- Task item -
Everything from the first line below through the line with "let Ok(run_token) = run_token.into_inner().parse::<i64>()" is to be transcribed exactly, and nothing past it.

========

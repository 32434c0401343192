use crate::job_controller::state::JobsState;
use actix_web::{web, HttpResponse, Responder};

pub(crate) async fn process(run_token: web::Path<String>, state: web::Data<JobsState>) -> impl Responder {
    get_import_job_status(run_token, state).await
}

async fn get_import_job_status(
    run_token: web::Path<String>,
    state: web::Data<JobsState>,
) -> HttpResponse {
    let Ok(run_token) = run_token.into_inner().parse::<i64>() else {
        return HttpResponse::BadRequest().body("Run token must be an integer");
    };
    match state.get(run_token).await {
        Some(record) => HttpResponse::Ok().json(record),
        None => HttpResponse::NotFound().body("Run token not found"),
    }
}
use crate::model::category::Category;
use crate::model::validation::ValidationError;
use serde::{Deserialize, Serialize};

/// A catalog product as stored in the `products` table.
///
/// The product owns the reference to its category (`products.category_id`);
/// it is the only direction of the relationship that gets serialized.
#[derive(Debug, Clone, PartialEq, Serialize, Deserialize)]
pub struct Product {
    pub id: i64,
    pub name: String,
    pub description: String,
    pub price: f64,
    pub category: Category,
}

impl Product {
    pub fn new(
        id: i64,
        name: impl Into<String>,
        description: impl Into<String>,
        price: f64,
        category: Category,
    ) -> Self {
        Self {
            id,
            name: name.into(),
            description: description.into(),
            price,
            category,
        }
    }

    pub fn category_id(&self) -> i64 {
        self.category.id
    }

    pub fn validate(&self) -> Result<(), ValidationError> {
        if self.name.trim().is_empty() {
            return Err(ValidationError::BlankName {
                entity: "product",
                id: self.id,
            });
        }
        if self.description.trim().is_empty() {
            return Err(ValidationError::BlankDescription {
                entity: "product",
                id: self.id,
            });
        }
        // written so that NaN fails as well
        if !(self.price > 0.0 && self.price.is_finite()) {
            return Err(ValidationError::NonPositivePrice {
                id: self.id,
                price: self.price,
            });
        }
        Ok(())
    }
}
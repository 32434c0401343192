use serde::{Deserialize, Serialize};

/// One data line of `categories.csv`, bound positionally to [`CategoryRecord::COLUMNS`].
#[derive(Deserialize, Serialize, Clone, Debug, PartialEq)]
pub struct CategoryRecord {
    pub id: i64,
    pub name: String,
    pub description: String,
}

impl CategoryRecord {
    pub const COLUMNS: [&'static str; 3] = ["id", "name", "description"];
}

/// One data line of `products.csv`, bound positionally to [`ProductRecord::COLUMNS`].
///
/// `category_id` is the foreign key into the categories imported in the first
/// phase of the job.
#[derive(Deserialize, Serialize, Clone, Debug, PartialEq)]
pub struct ProductRecord {
    pub id: i64,
    pub name: String,
    pub description: String,
    pub price: f64,
    pub category_id: i64,
}

impl ProductRecord {
    pub const COLUMNS: [&'static str; 5] = ["id", "name", "description", "price", "category_id"];
}
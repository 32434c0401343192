//! Persistence seam for the catalog.
//!
//! The import pipeline only talks to these traits; `sqlite` provides the
//! implementation used by the running server, tests plug in in-memory doubles.

pub mod sqlite;

use crate::error::RepositoryError;
use common::model::category::Category;
use common::model::product::Product;

pub trait CategoryRepository {
    fn find_by_id(&self, id: i64) -> Result<Option<Category>, RepositoryError>;

    fn find_all(&self) -> Result<Vec<Category>, RepositoryError>;

    /// Validates and upserts the whole batch atomically.
    fn save_all(&self, categories: &[Category]) -> Result<(), RepositoryError>;

    fn count(&self) -> Result<u64, RepositoryError>;
}

pub trait ProductRepository {
    /// The products owned by a category, ordered by id.
    fn find_by_category_id(&self, category_id: i64) -> Result<Vec<Product>, RepositoryError>;

    /// Validates and upserts the whole batch atomically. Every referenced
    /// category must already be stored.
    fn save_all(&self, products: &[Product]) -> Result<(), RepositoryError>;

    fn count(&self) -> Result<u64, RepositoryError>;
}
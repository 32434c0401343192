//! Read-only view of the import job history.
//!
//! The provided routes are:
//! - `GET /api/import/status/{run_token}`: the `JobRecord` of one run, with its current
//!   `JobStatus` (`Pending`, `ImportingCategories`, `ImportingProducts`, `Completed` or
//!   `Failed`).
//! - `GET /api/import/runs`: every recorded run, oldest first.

use actix_web::web::{get, scope};
use actix_web::Scope;

mod get_status;
mod list_runs;

const API_PATH: &str = "/api/import";

/// Configures and returns the Actix scope for the import job routes.
pub fn configure_routes() -> Scope {
    scope(API_PATH)
        .route("/status/{run_token}", get().to(get_status::process))
        .route("/runs", get().to(list_runs::process))
}
pub mod import;
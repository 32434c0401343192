use crate::batch::job::{ImportJob, ImportSources, JobExecution};
use crate::error::{ImportError, RepositoryError};
use crate::job_controller::state::{JobUpdate, JobsState};
use crate::repository::sqlite::{self, SqliteCategoryRepository, SqliteProductRepository};
use crate::repository::{CategoryRepository, ProductRepository};
use common::jobs::JobStatus;
use log::{debug, error, info, log_enabled, warn, Level};
use std::path::{Path, PathBuf};
use tokio::sync::mpsc;

pub const JOB_NAME: &str = "import_catalog_job";

/// Launches the catalog import and reports how it ended.
pub struct JobRunner {
    jobs: JobsState,
    db_path: PathBuf,
    sources: ImportSources,
}

impl JobRunner {
    pub fn new(jobs: JobsState, db_path: impl Into<PathBuf>, sources: ImportSources) -> Self {
        Self {
            jobs,
            db_path: db_path.into(),
            sources,
        }
    }

    /// Runs the job once, using the current time in milliseconds as run token.
    /// Never retries.
    pub async fn run_once(&self) -> JobStatus {
        let run_token = chrono::Utc::now().timestamp_millis();
        match self.launch(run_token).await {
            Ok(status) => status,
            Err(e) => {
                error!("Could not launch {}: {}", JOB_NAME, e);
                JobStatus::Failed(e.to_string())
            }
        }
    }

    /// Registers the run in the job history, executes it on a blocking worker
    /// thread and records the terminal status.
    ///
    /// Fails only if the history refuses the run token; a failed import is an
    /// `Ok(JobStatus::Failed(_))`.
    pub async fn launch(&self, run_token: i64) -> Result<JobStatus, ImportError> {
        let execution_id = self.jobs.register(JOB_NAME, run_token).await?;
        info!(
            "Launching {} with run token {} (execution {})",
            JOB_NAME, run_token, execution_id
        );

        let tx = self.jobs.tx.clone();
        let db_path = self.db_path.clone();
        let sources = self.sources.clone();
        let handle = tokio::task::spawn_blocking(move || {
            import_blocking(&db_path, sources, run_token, tx)
        });

        let status = match handle.await {
            Ok(Ok(execution)) => execution.status,
            Ok(Err(e)) => {
                error!("{} failed: {}", JOB_NAME, e);
                JobStatus::Failed(e.to_string())
            }
            Err(join_err) => {
                let e = ImportError::Worker(join_err.to_string());
                error!("{} failed: {}", JOB_NAME, e);
                JobStatus::Failed(e.to_string())
            }
        };
        self.jobs.finish(run_token, status.clone()).await;

        info!("Job Status: {}", status);
        Ok(status)
    }
}

/// Opens the store and drives the job to its end. Runs on a blocking thread.
fn import_blocking(
    db_path: &Path,
    sources: ImportSources,
    run_token: i64,
    tx: mpsc::Sender<JobUpdate>,
) -> Result<JobExecution, ImportError> {
    let conn = sqlite::open(db_path)?;
    let categories = SqliteCategoryRepository::new(&conn);
    let products = SqliteProductRepository::new(&conn);

    let execution = ImportJob::new(sources, &categories, &products).run(|status| {
        let _ = tx.blocking_send(JobUpdate {
            run_token,
            status: status.clone(),
        });
    });

    if let Some(cause) = &execution.failure {
        error!("{} failed: {}", JOB_NAME, cause);
    }
    let skipped: usize = execution.steps.iter().map(|s| s.skipped).sum();
    if skipped > 0 {
        warn!("{} skipped {} record(s)", JOB_NAME, skipped);
    }
    if let Err(e) = report_catalog(&categories, &products) {
        warn!("Could not summarize the catalog: {}", e);
    }
    Ok(execution)
}

/// Logs what the store holds once the run is over, whatever its outcome.
fn report_catalog<C, P>(categories: &C, products: &P) -> Result<(), RepositoryError>
where
    C: CategoryRepository + ?Sized,
    P: ProductRepository + ?Sized,
{
    info!(
        "Catalog holds {} categories and {} products",
        categories.count()?,
        products.count()?
    );
    if log_enabled!(Level::Debug) {
        for category in categories.find_all()? {
            let owned = products.find_by_category_id(category.id)?;
            debug!("Category {} ({}): {} products", category.id, category.name, owned.len());
        }
    }
    Ok(())
}
//! Display preferences
//!
//! The radio stores its settings as `key = value` lines. This module picks
//! out the keys the display needs:
//!
//! ```text
//! # TFT wiring
//! pin_tft_cs = 15
//! pin_tft_dc = gpio2
//! # Battery ADC calibration, disabled unless bat0 < bat100
//! bat0 = 2178
//! bat100 = 3256
//! ```
//!
//! Other keys are ignored. A pin value of `-1` means "not connected".

#[cfg(feature = "serde")]
use serde::{Deserialize, Serialize};

use crate::indicator::BatteryCalibration;

/// Parse error
#[derive(Debug, Clone, Copy, PartialEq, Eq)]
#[cfg_attr(feature = "defmt", derive(defmt::Format))]
pub enum ParseError {
    /// Line has no `=` separator
    MissingEquals,
    /// Value is not a valid number
    InvalidValue,
    /// Invalid pin string
    InvalidPin,
}

/// Display-related configuration
#[derive(Debug, Clone, Copy, PartialEq, Eq, Default)]
#[cfg_attr(feature = "defmt", derive(defmt::Format))]
#[cfg_attr(feature = "serde", derive(Serialize, Deserialize))]
pub struct DisplayConfig {
    /// TFT chip-select GPIO
    pub pin_cs: Option<u8>,
    /// TFT data/command GPIO
    pub pin_dc: Option<u8>,
    /// Battery ADC calibration
    pub battery: BatteryCalibration,
}

impl DisplayConfig {
    /// Both control pins are assigned
    pub const fn is_display_configured(&self) -> bool {
        self.pin_cs.is_some() && self.pin_dc.is_some()
    }
}

/// Parse the display keys out of a preferences text
pub fn parse_preferences(input: &str) -> Result<DisplayConfig, ParseError> {
    let mut config = DisplayConfig::default();

    for line in input.lines() {
        // Strip trailing comment
        let line = match line.find('#') {
            Some(idx) => &line[..idx],
            None => line,
        };
        let line = line.trim();

        if line.is_empty() {
            continue;
        }

        let (key, value) = line.split_once('=').ok_or(ParseError::MissingEquals)?;
        let key = key.trim();
        let value = value.trim();

        match key {
            "pin_tft_cs" => config.pin_cs = parse_pin(value)?,
            "pin_tft_dc" => config.pin_dc = parse_pin(value)?,
            "bat0" => config.battery.bat0 = parse_u16(value)?,
            "bat100" => config.battery.bat100 = parse_u16(value)?,
            _ => {}
        }
    }

    Ok(config)
}

/// Parse a pin value: `15`, `gpio15`, `"gpio15"` or `-1` for unassigned
fn parse_pin(value: &str) -> Result<Option<u8>, ParseError> {
    let value = value.trim_matches('"');

    if value == "-1" {
        return Ok(None);
    }

    let num = value.strip_prefix("gpio").unwrap_or(value);
    num.parse::<u8>()
        .map(Some)
        .map_err(|_| ParseError::InvalidPin)
}

fn parse_u16(value: &str) -> Result<u16, ParseError> {
    value
        .trim_matches('"')
        .parse::<u16>()
        .map_err(|_| ParseError::InvalidValue)
}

========

- Output of the task -
repository 32434c0401343192
use crate::job_controller::state::JobsState;
use actix_web::{web, HttpResponse, Responder};

pub(crate) async fn process(run_token: web::Path<String>, state: web::Data<JobsState>) -> impl Responder {
    get_import_job_status(run_token, state).await
}

async fn get_import_job_status(
    run_token: web::Path<String>,
    state: web::Data<JobsState>,
) -> HttpResponse {
    let Ok(run_token) = run_token.into_inner().parse::<i64>() else {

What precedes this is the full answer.